American business man

Henry Sturgis Dennison (March 4, 1877 – February 29, 1952) was an American progressive business man, president and owner of Dennison Manufacturing Co. Paper Box Factory, economic analyst, and organizational theorist. He was president of the Taylor Society from 1919 to 1921, and recipient of the Henry Laurence Gantt Medal in 1932.

== Biography ==
=== Youth, education and career ===
Born in Boston, Massachusetts, Dennison was the son of Henry Beals Dennison and Emma Stanley Dennison. His grandfather Andrew Dennison was founding president of Dennison Manufacturing Co. Paper Box Factory in 1844, and his father had followed in his footsteps. After regular education Dennison graduated from Harvard College in 1899.

After his graduation Dennison entered the family business in 1899, where he was promoted to works manager in 1906. From 1917 to 1942 he was president of the company, realizing a steady growth of the company.

=== Other activities, honours and death ===
Besides his work at the Dennison Manufacturing Co., Dennison was active member in several organizations, lectured at Harvard Business School, and authored several books and articles.

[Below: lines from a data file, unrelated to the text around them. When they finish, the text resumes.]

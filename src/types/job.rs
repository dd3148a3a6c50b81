// src/types/job.rs
use serde::{Deserialize, Serialize};

#[derive(Debug, Clone, Copy, PartialEq, Eq, Serialize, Deserialize)]
#[serde(rename_all = "kebab-case")]
pub enum JobType {
    FullTime,
    Internship,
    Contract,
    PartTime,
}

#[derive(Debug, Clone, Copy, PartialEq, Eq, Serialize, Deserialize)]
#[serde(rename_all = "lowercase")]
pub enum ExperienceLevel {
    Student,
    Entry,
    Mid,
    Senior,
}

#[derive(Debug, Clone, Copy, PartialEq, Eq, Default, Serialize, Deserialize)]
#[serde(rename_all = "kebab-case")]
pub enum VisaRequirement {
    #[default]
    Any,
    Required,
    NotRequired,
}

/// Immutable catalog record. The posting age is kept in its human-readable
/// form (`posted_relative`); the ranker derives an absolute timestamp from it
/// on demand instead of storing one.
#[derive(Debug, Clone, Serialize, Deserialize)]
pub struct JobPosting {
    pub title: String,
    pub company: String,
    pub location: String,
    pub job_type: JobType,
    pub experience_level: ExperienceLevel,
    pub salary: String,
    pub description: String,
    pub required_skills: Vec<String>,
    pub posted_relative: String,
    pub apply_url: String,
    pub remote_friendly: bool,
    pub visa_sponsorship: bool,
}

/// Per-invocation search parameters. `None` for experience level or job
/// type means "all"; a location of "any" passes every posting.
#[derive(Debug, Clone, Serialize, Deserialize)]
pub struct SearchCriteria {
    #[serde(default)]
    pub keywords: Vec<String>,
    #[serde(default = "default_location")]
    pub location: String,
    #[serde(default)]
    pub experience_level: Option<ExperienceLevel>,
    #[serde(default)]
    pub job_type: Option<JobType>,
    #[serde(default)]
    pub visa: VisaRequirement,
}

fn default_location() -> String {
    "any".to_string()
}

impl Default for SearchCriteria {
    fn default() -> Self {
        Self {
            keywords: Vec::new(),
            location: default_location(),
            experience_level: None,
            job_type: None,
            visa: VisaRequirement::Any,
        }
    }
}

/// A posting plus its skill-overlap score. Computed fresh per scoring run;
/// never cached, since the skill profile can change between calls.
#[derive(Debug, Clone, Serialize, Deserialize)]
pub struct ScoredPosting {
    #[serde(flatten)]
    pub posting: JobPosting,
    pub match_score: f64,
    pub matched_skills: Vec<String>,
}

Dennison participated in the Taylor Society, where he was president from 1919 to 1921 as successor of John E. Otterson. In 1921 he was succeeded by Henry P. Kendall. Dennison also served as director of the American Management Association, and as president of the Boston Chamber of Commerce, the National Resources Planning Board, and the Business Research Council. He was also industrial advisor to the administrations of Woodrow Wilson and Franklin D. Roosevelt.

in 1932 Dennison was awarded the Henry Laurence Gantt Medal by the American Management Association and the ASME, and the Taylor Key Award by the Society for Advancement of Management in 1940.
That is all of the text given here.